┏━━

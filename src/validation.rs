//! Input validation for contract batches.
//!
//! Checks structural integrity of a batch before selection. Detects:
//! - Duplicate contract names
//! - Non-positive durations
//! - Negative start times
//!
//! The selection engine itself never validates (its correctness argument
//! assumes positive durations), so ingestion is expected to reject a batch
//! that fails these checks before resolving it. Prices of any sign pass:
//! a negative price models a lossy contract, which the engine simply never
//! selects on its own.

use std::collections::HashSet;

use thiserror::Error;

use crate::models::Contract;

/// Validation result.
pub type ValidationResult = Result<(), Vec<ValidationError>>;

/// A validation error.
#[derive(Debug, Clone, PartialEq, Error)]
#[error("{message}")]
pub struct ValidationError {
    /// Error category.
    pub kind: ValidationErrorKind,
    /// Human-readable description.
    pub message: String,
}

/// Categories of validation errors.
#[derive(Debug, Clone, PartialEq, Eq)]
pub enum ValidationErrorKind {
    /// Two contracts share the same name.
    DuplicateName,
    /// A contract's duration is zero or negative.
    NonPositiveDuration,
    /// A contract starts before the scheduling epoch.
    NegativeStart,
}

impl ValidationError {
    fn new(kind: ValidationErrorKind, message: impl Into<String>) -> Self {
        Self {
            kind,
            message: message.into(),
        }
    }
}

/// Validates a contract batch.
///
/// # Returns
/// `Ok(())` if all checks pass, `Err(errors)` with all detected issues.
pub fn validate_contracts(contracts: &[Contract]) -> ValidationResult {
    let mut errors = Vec::new();

    let mut names = HashSet::new();
    for contract in contracts {
        if !names.insert(contract.name.as_str()) {
            errors.push(ValidationError::new(
                ValidationErrorKind::DuplicateName,
                format!("Duplicate contract name: {}", contract.name),
            ));
        }

        if contract.duration <= 0 {
            errors.push(ValidationError::new(
                ValidationErrorKind::NonPositiveDuration,
                format!(
                    "Contract '{}' has non-positive duration {}",
                    contract.name, contract.duration
                ),
            ));
        }

        if contract.start < 0 {
            errors.push(ValidationError::new(
                ValidationErrorKind::NegativeStart,
                format!(
                    "Contract '{}' starts at {} before the epoch",
                    contract.name, contract.start
                ),
            ));
        }
    }

    if errors.is_empty() {
        Ok(())
    } else {
        Err(errors)
    }
}
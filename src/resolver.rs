//! Resolution seam between the selection core and the transport layer.
//!
//! A resolver runs one selection call and projects the result into its
//! boundary form. No algorithmic logic lives here; the transport layer
//! (HTTP route, serialization framing) sits entirely outside this crate and
//! only ever sees [`CompactSolution`] come back.

use crate::models::{CompactSolution, Contract};
use crate::selector::{ContractSelector, DefiniteSelector};
use crate::validation::{validate_contracts, ValidationError};

/// Selects the optimal contracts from a batch and compacts the result.
///
/// Runs the exact engine without validating the batch; callers that ingest
/// untrusted data should go through [`try_resolve_optimize_contracts`].
pub fn resolve_optimize_contracts(contracts: &[Contract]) -> CompactSolution {
    resolve_contracts_with(&DefiniteSelector::new(), contracts)
}

/// Runs `selector` over a batch and compacts the result.
pub fn resolve_contracts_with(
    selector: &dyn ContractSelector,
    contracts: &[Contract],
) -> CompactSolution {
    selector.select_contracts(contracts).to_compact()
}

/// Validates a batch, then selects and compacts.
///
/// The ingestion entry point: malformed batches (duplicate names,
/// non-positive durations, negative starts) are rejected with the full
/// list of problems instead of reaching the engine.
pub fn try_resolve_optimize_contracts(
    contracts: &[Contract],
) -> Result<CompactSolution, Vec<ValidationError>> {
    validate_contracts(contracts)?;
    Ok(resolve_optimize_contracts(contracts))
}
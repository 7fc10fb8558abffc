//! Contract model.
//!
//! A contract is a priced, time-bound task occupying the single shared
//! resource for the half-open interval `[start, start + duration)`.
//! A contract can only be accepted exactly at its declared start time.

use serde::{Deserialize, Serialize};

/// A time-bound, priced contract.
///
/// Plain immutable value with structural equality and hashing, so it can be
/// shared across candidate solutions by cloning without ownership conflicts.
///
/// # Time Representation
/// All times are integer units relative to a scheduling epoch (t=0).
/// The consumer defines what one unit means (e.g., an hour).
#[derive(Debug, Clone, PartialEq, Eq, Hash, Serialize, Deserialize)]
pub struct Contract {
    /// Unique contract identifier.
    pub name: String,
    /// Start time (units, >= 0). The only time at which the contract can be accepted.
    pub start: i64,
    /// Occupied duration (units, > 0).
    pub duration: i64,
    /// Profit for taking the contract. May be any sign.
    pub price: i64,
}

impl Contract {
    /// Creates a new contract.
    pub fn new(name: impl Into<String>, start: i64, duration: i64, price: i64) -> Self {
        Self {
            name: name.into(),
            start,
            duration,
            price,
        }
    }

    /// End time (exclusive): `start + duration`.
    #[inline]
    pub fn end(&self) -> i64 {
        self.start + self.duration
    }

    /// Whether this contract's occupied interval overlaps `other`'s.
    ///
    /// Intervals are half-open, so back-to-back contracts do not overlap.
    #[inline]
    pub fn overlaps(&self, other: &Contract) -> bool {
        self.start < other.end() && other.start < self.end()
    }
}
//! Contract-selection domain models.
//!
//! Core value types for posing and answering a selection problem:
//!
//! - [`Contract`] — immutable priced interval on the shared resource
//! - [`Solution`] — conflict-free contract subset plus total income
//! - [`CompactSolution`] — boundary projection (income + contract names)

mod compact;
mod contract;
mod solution;

pub use compact::CompactSolution;
pub use contract::Contract;
pub use solution::Solution;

┗━━

• _TASK TO COMPLETE_
Hand back the material above in full, exactly as written.

• _EXERCISE RESULT_
filename src/validation.rs
//! Input validation for contract batches.
//!
//! Checks structural integrity of a batch before selection. Detects:
//! - Duplicate contract names
//! - Non-positive durations
//! - Negative start times
//!
//! The selection engine itself never validates (its correctness argument
//! assumes positive durations), so ingestion is expected to reject a batch
//! that fails these checks before resolving it. Prices of any sign pass:
//! a negative price models a lossy contract, which the engine simply never
//! selects on its own.

use std::collections::HashSet;

use thiserror::Error;

use crate::models::Contract;

/// Validation result.
pub type ValidationResult = Result<(), Vec<ValidationError>>;

/// A validation error.
#[derive(Debug, Clone, PartialEq, Error)]
#[error("{message}")]
pub struct ValidationError {
    /// Error category.
    pub kind: ValidationErrorKind,
    /// Human-readable description.
    pub message: String,
}

/// Categories of validation errors.
#[derive(Debug, Clone, PartialEq, Eq)]
pub enum ValidationErrorKind {
    /// Two contracts share the same name.
    DuplicateName,
    /// A contract's duration is zero or negative.
    NonPositiveDuration,
    /// A contract starts before the scheduling epoch.
    NegativeStart,
}

impl ValidationError {
    fn new(kind: ValidationErrorKind, message: impl Into<String>) -> Self {
        Self {
            kind,
            message: message.into(),
        }
    }
}

/// Validates a contract batch.
///
/// # Returns
/// `Ok(())` if all checks pass, `Err(errors)` with all detected issues.
pub fn validate_contracts(contracts: &[Contract]) -> ValidationResult {
    let mut errors = Vec::new();

    let mut names = HashSet::new();
    for contract in contracts {
        if !names.insert(contract.name.as_str()) {
            errors.push(ValidationError::new(
                ValidationErrorKind::DuplicateName,
                format!("Duplicate contract name: {}", contract.name),
            ));
        }

        if contract.duration <= 0 {
            errors.push(ValidationError::new(
                ValidationErrorKind::NonPositiveDuration,
                format!(
                    "Contract '{}' has non-positive duration {}",
                    contract.name, contract.duration
                ),
            ));
        }

        if contract.start < 0 {
            errors.push(ValidationError::new(
                ValidationErrorKind::NegativeStart,
                format!(
                    "Contract '{}' starts at {} before the epoch",
                    contract.name, contract.start
                ),
            ));
        }
    }

    if errors.is_empty() {
        Ok(())
    } else {
        Err(errors)
    }
}
filename src/resolver.rs
//! Resolution seam between the selection core and the transport layer.
//!
//! A resolver runs one selection call and projects the result into its
//! boundary form. No algorithmic logic lives here; the transport layer
//! (HTTP route, serialization framing) sits entirely outside this crate and
//! only ever sees [`CompactSolution`] come back.

use crate::models::{CompactSolution, Contract};
use crate::selector::{ContractSelector, DefiniteSelector};
use crate::validation::{validate_contracts, ValidationError};

/// Selects the optimal contracts from a batch and compacts the result.
///
/// Runs the exact engine without validating the batch; callers that ingest
/// untrusted data should go through [`try_resolve_optimize_contracts`].
pub fn resolve_optimize_contracts(contracts: &[Contract]) -> CompactSolution {
    resolve_contracts_with(&DefiniteSelector::new(), contracts)
}

/// Runs `selector` over a batch and compacts the result.
pub fn resolve_contracts_with(
    selector: &dyn ContractSelector,
    contracts: &[Contract],
) -> CompactSolution {
    selector.select_contracts(contracts).to_compact()
}

/// Validates a batch, then selects and compacts.
///
/// The ingestion entry point: malformed batches (duplicate names,
/// non-positive durations, negative starts) are rejected with the full
/// list of problems instead of reaching the engine.
pub fn try_resolve_optimize_contracts(
    contracts: &[Contract],
) -> Result<CompactSolution, Vec<ValidationError>> {
    validate_contracts(contracts)?;
    Ok(resolve_optimize_contracts(contracts))
}
repository 7fc10fb8558abffc
//! Contract model.
//!
//! A contract is a priced, time-bound task occupying the single shared
//! resource for the half-open interval `[start, start + duration)`.
//! A contract can only be accepted exactly at its declared start time.

use serde::{Deserialize, Serialize};

/// A time-bound, priced contract.
///
/// Plain immutable value with structural equality and hashing, so it can be
/// shared across candidate solutions by cloning without ownership conflicts.
///
/// # Time Representation
/// All times are integer units relative to a scheduling epoch (t=0).
/// The consumer defines what one unit means (e.g., an hour).
#[derive(Debug, Clone, PartialEq, Eq, Hash, Serialize, Deserialize)]
pub struct Contract {
    /// Unique contract identifier.
    pub name: String,
    /// Start time (units, >= 0). The only time at which the contract can be accepted.
    pub start: i64,
    /// Occupied duration (units, > 0).
    pub duration: i64,
    /// Profit for taking the contract. May be any sign.
    pub price: i64,
}

impl Contract {
    /// Creates a new contract.
    pub fn new(name: impl Into<String>, start: i64, duration: i64, price: i64) -> Self {
        Self {
            name: name.into(),
            start,
            duration,
            price,
        }
    }

    /// End time (exclusive): `start + duration`.
    #[inline]
    pub fn end(&self) -> i64 {
        self.start + self.duration
    }

    /// Whether this contract's occupied interval overlaps `other`'s.
    ///
    /// Intervals are half-open, so back-to-back contracts do not overlap.
    #[inline]
    pub fn overlaps(&self, other: &Contract) -> bool {
        self.start < other.end() && other.start < self.end()
    }
}
//! Contract-selection domain models.
//!
//! Core value types for posing and answering a selection problem:
//!
//! - [`Contract`] — immutable priced interval on the shared resource
//! - [`Solution`] — conflict-free contract subset plus total income
//! - [`CompactSolution`] — boundary projection (income + contract names)

mod compact;
mod contract;
mod solution;

pub use compact::CompactSolution;
pub use contract::Contract;
pub use solution::Solution;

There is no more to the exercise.